Catching up with Rhizo15

I had originally intended to not add  Rhizo15 to the long list of MOOCish things I started but didn’t finish, but got sucked in via a tangential discussion about social media platforms.  Thanks for nothing , Lisa Chamberlain 🙂     Since I’m a late arrival, I am going to do two for one here:


I think this turn of terminology is a wonderful encapsulation of what rhizomatic learning is about. My subjectives for Rhizo15 are:

  1. Learn more about how to build and facilitate a rhizomatic learning space.
  2. Consider how to square the rhizomatic model with educational structures that run very counter to it , especially in the areas of learner autonomy.  For example, I’ve read multiple responses to the new book Redesigning Americas’s Community Colleges, which advocates  reducing the amount of choice available to students as a way to improve completion.

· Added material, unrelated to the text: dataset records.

use std::collections::HashSet;

use indexmap::IndexMap;

use crate::model::config::{ChainStrategy, OrderConfig};
use crate::model::order::{OrderId, Orderable};

/// Smallest iteration bound handed to the relocate strategy, so that tiny
/// collections are not cut off by the N³ rule.
pub const MIN_ITERATION_LIMIT: usize = 64;

/// Error type for ordering operations
#[derive(Debug, Clone, PartialEq, Eq, thiserror::Error)]
pub enum OrderError {
    #[error("dangling reference: {id} points at {neighbor}, which is not in the collection")]
    DanglingReference { id: OrderId, neighbor: OrderId },
    #[error("self reference: {0} is its own neighbor")]
    SelfReference(OrderId),
    #[error("{role} not found: {id}")]
    ElementNotFound { role: Role, id: OrderId },
    #[error("chain did not settle within {iterations} iterations")]
    NonConvergence { iterations: usize },
    #[error("malformed chain: {0}")]
    MalformedChain(ChainDefect),
    #[error("invalid position for {id}: {reason}")]
    InvalidPosition { id: OrderId, reason: String },
}

/// What an operation was looking for when an id was missing
#[derive(Debug, Clone, Copy, PartialEq, Eq)]
pub enum Role {
    Moving,
    Anchor,
    Removed,
}

impl std::fmt::Display for Role {
    fn fmt(&self, f: &mut std::fmt::Formatter<'_>) -> std::fmt::Result {
        match self {
            Role::Moving => write!(f, "moving element"),
            Role::Anchor => write!(f, "element with new order id"),
            Role::Removed => write!(f, "removed element"),
        }
    }
}

/// The way a collection's links fail to form a single chain
#[derive(Debug, Clone, PartialEq, Eq, thiserror::Error)]
pub enum ChainDefect {
    #[error("id {0} appears more than once")]
    DuplicateId(OrderId),
    #[error("{id} is followed by both {first} and {second}")]
    ConflictingSuccessor {
        id: OrderId,
        first: OrderId,
        second: OrderId,
    },
    #[error("{id} is preceded by both {first} and {second}")]
    ConflictingPredecessor {
        id: OrderId,
        first: OrderId,
        second: OrderId,
    },
    #[error("cycle: every element has a predecessor")]
    Cycle,
    #[error("disconnected fragments starting at {}", join_ids(.heads))]
    Fragments { heads: Vec<OrderId> },
    #[error("unreachable from the head: {}", join_ids(.ids))]
    Orphans { ids: Vec<OrderId> },
}

impl From<ChainDefect> for OrderError {
    fn from(defect: ChainDefect) -> Self {
        OrderError::MalformedChain(defect)
    }
}

/// `1, 2, 3`
pub fn join_ids(ids: &[OrderId]) -> String {
    ids.iter()
        .map(|id| id.to_string())
        .collect::<Vec<_>>()
        .join(", ")
}

// ---------------------------------------------------------------------------
// Link analysis
// ---------------------------------------------------------------------------

/// The neighbor relation of one collection, merged from both link
/// directions. A missing `right_id` is filled in from the successor's
/// `left_id` and vice versa.
#[derive(Debug)]
pub(crate) struct ChainLinks {
    /// Position in the input slice, keyed by id, in ascending id order
    pub index: IndexMap<OrderId, usize>,
    pub successor: IndexMap<OrderId, OrderId>,
    pub predecessor: IndexMap<OrderId, OrderId>,
}

impl ChainLinks {
    /// Ids with no predecessor, ascending
    pub fn heads(&self) -> Vec<OrderId> {
        self.index
            .keys()
            .filter(|id| !self.predecessor.contains_key(*id))
            .copied()
            .collect()
    }
}

/// Validate every element's references and build the merged neighbor
/// relation. Elements are visited in id order so that the first defect
/// reported does not depend on input order.
pub(crate) fn analyze<T: Orderable>(elements: &[T]) -> Result<ChainLinks, OrderError> {
    let mut positions: Vec<usize> = (0..elements.len()).collect();
    positions.sort_by_key(|&p| elements[p].id());

    let mut index = IndexMap::with_capacity(elements.len());
    for &p in &positions {
        let id = elements[p].id();
        if index.insert(id, p).is_some() {
            return Err(ChainDefect::DuplicateId(id).into());
        }
    }

    for &p in &positions {
        let element = &elements[p];
        for neighbor in [element.left_id(), element.right_id()].into_iter().flatten() {
            if neighbor == element.id() {
                return Err(OrderError::SelfReference(element.id()));
            }
            if !index.contains_key(&neighbor) {
                return Err(OrderError::DanglingReference {
                    id: element.id(),
                    neighbor,
                });
            }
        }
    }

    let mut links = ChainLinks {
        index,
        successor: IndexMap::new(),
        predecessor: IndexMap::new(),
    };
    for &p in &positions {
        if let Some(right) = elements[p].right_id() {
            link(&mut links, elements[p].id(), right)?;
        }
    }
    for &p in &positions {
        if let Some(left) = elements[p].left_id() {
            link(&mut links, left, elements[p].id())?;
        }
    }
    Ok(links)
}

/// Record `from` → `to`, rejecting a second successor or predecessor.
fn link(links: &mut ChainLinks, from: OrderId, to: OrderId) -> Result<(), OrderError> {
    if let Some(&existing) = links.successor.get(&from) {
        if existing == to {
            return Ok(());
        }
        return Err(ChainDefect::ConflictingSuccessor {
            id: from,
            first: existing.min(to),
            second: existing.max(to),
        }
        .into());
    }
    if let Some(&existing) = links.predecessor.get(&to) {
        return Err(ChainDefect::ConflictingPredecessor {
            id: to,
            first: existing.min(from),
            second: existing.max(from),
        }
        .into());
    }
    links.successor.insert(from, to);
    links.predecessor.insert(to, from);
    Ok(())
}

// ---------------------------------------------------------------------------
// Reconstruction
// ---------------------------------------------------------------------------

/// Positions of `elements` in chain order (head first), using the configured
/// strategy. The elements themselves are not touched.
pub fn chain_order<T: Orderable>(
    elements: &[T],
    config: &OrderConfig,
) -> Result<Vec<usize>, OrderError> {
    match config.strategy {
        ChainStrategy::Traverse => traverse(elements),
        ChainStrategy::Relocate => relocate(elements, config.iteration_limit),
    }
}

/// References to `elements` in chain order.
pub fn sorted<'a, T: Orderable>(
    elements: &'a [T],
    config: &OrderConfig,
) -> Result<Vec<&'a T>, OrderError> {
    Ok(chain_order(elements, config)?
        .into_iter()
        .map(|p| &elements[p])
        .collect())
}

/// Reorder `elements` into chain order. Links are left as they are; on error
/// the vector is unchanged.
pub fn sort_in_place<T: Orderable>(
    elements: &mut Vec<T>,
    config: &OrderConfig,
) -> Result<(), OrderError> {
    let order = chain_order(elements, config)?;
    let mut slots: Vec<Option<T>> = std::mem::take(elements).into_iter().map(Some).collect();
    elements.extend(order.into_iter().filter_map(|p| slots[p].take()));
    Ok(())
}

/// Walk the chain from its single head.
pub fn traverse<T: Orderable>(elements: &[T]) -> Result<Vec<usize>, OrderError> {
    let links = analyze(elements)?;
    if elements.is_empty() {
        return Ok(Vec::new());
    }

    let head = single_head(&links)?;
    let mut order = Vec::with_capacity(elements.len());
    let mut seen = HashSet::with_capacity(elements.len());
    let mut current = Some(head);
    while let Some(id) = current {
        if !seen.insert(id) {
            return Err(ChainDefect::Cycle.into());
        }
        order.push(links.index[&id]);
        current = links.successor.get(&id).copied();
    }

    if order.len() < elements.len() {
        let ids = links
            .index
            .keys()
            .filter(|id| !seen.contains(*id))
            .copied()
            .collect();
        return Err(ChainDefect::Orphans { ids }.into());
    }
    Ok(order)
}

fn single_head(links: &ChainLinks) -> Result<OrderId, OrderError> {
    let heads = links.heads();
    match heads.as_slice() {
        [] => Err(ChainDefect::Cycle.into()),
        [head] => Ok(*head),
        _ => Err(ChainDefect::Fragments { heads }.into()),
    }
}

/// The iteration bound for `n` elements: the configured value, or N³.
pub fn iteration_limit(n: usize, configured: Option<usize>) -> usize {
    configured.unwrap_or_else(|| n.saturating_pow(3).max(MIN_ITERATION_LIMIT))
}

/// Repair-by-relocation: scan a working buffer left to right and splice each
/// element next to its successor until a full pass makes no change.
///
/// When the pair is out of place, the element with the larger id (or one that
/// has already been relocated) stays put and pulls its successor in behind
/// it; otherwise the current element is pushed in front of its successor.
/// This relies on ids growing with creation time, which holds for
/// backend-assigned ids. The buffer starts in id order, so the result does not
/// depend on input order.
pub fn relocate<T: Orderable>(
    elements: &[T],
    configured_limit: Option<usize>,
) -> Result<Vec<usize>, OrderError> {
    let links = analyze(elements)?;
    if elements.is_empty() {
        return Ok(Vec::new());
    }
    let max_iterations = iteration_limit(elements.len(), configured_limit);

    let mut buffer: Vec<OrderId> = links.index.keys().copied().collect();
    let mut moved: HashSet<OrderId> = HashSet::new();
    let mut index = 0;
    let mut mutations = 0;
    let mut iterations = 0;

    loop {
        if index >= buffer.len() {
            if mutations == 0 {
                break;
            }
            index = 0;
            mutations = 0;
            continue;
        }

        iterations += 1;
        if iterations > max_iterations {
            return Err(OrderError::NonConvergence {
                iterations: max_iterations,
            });
        }

        let current = buffer[index];
        let Some(&next) = links.successor.get(&current) else {
            index += 1;
            continue;
        };
        let next_pos = position_of(&buffer, next);
        if next_pos == index + 1 {
            index += 1;
            continue;
        }

        mutations += 1;
        if current > next || moved.contains(&current) {
            // Pull the successor in behind the current element, then visit it
            buffer.remove(next_pos);
            let current_pos = if next_pos < index { index - 1 } else { index };
            buffer.insert(current_pos + 1, next);
            moved.insert(next);
            index = current_pos + 1;
        } else {
            // Push the current element in front of its successor
            buffer.remove(index);
            let target = if next_pos > index { next_pos - 1 } else { next_pos };
            buffer.insert(target, current);
            moved.insert(current);
            if target < index {
                index += 1;
            }
        }
    }

    single_head(&links)?;
    Ok(buffer.iter().map(|id| links.index[id]).collect())
}

fn position_of(buffer: &[OrderId], id: OrderId) -> usize {
    buffer
        .iter()
        .position(|&b| b == id)
        .unwrap_or(buffer.len())
}

// ---------------------------------------------------------------------------
// Tests
// ---------------------------------------------------------------------------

That segues nicely into the question of measures.  It at least seems nearly self-evident that in an environment that puts learner agency first, measures of learning will also come from the learner.  Learning can happen this way.  The challenge is that most learning is embedded in things called education or training or school.   Someone wants to improve their skills and abilities and is willing to pay for access to support structures that enable that.

People could just pay for supports that help them meet their subjectives.  It’s like life coaching or hiring a personal trainer, just on a bigger scale.  What that scenario ignores is that the kind of learning supports people and institutions are willing to pay for aren’t related to subjectives at all.  They are, for the most part, connected to external economic incentives, especially the willingness to pay workers more if they have a particular degree, license or skill set.  As long as the economic incentives work that way, subjectives will be climbing up a steep incline.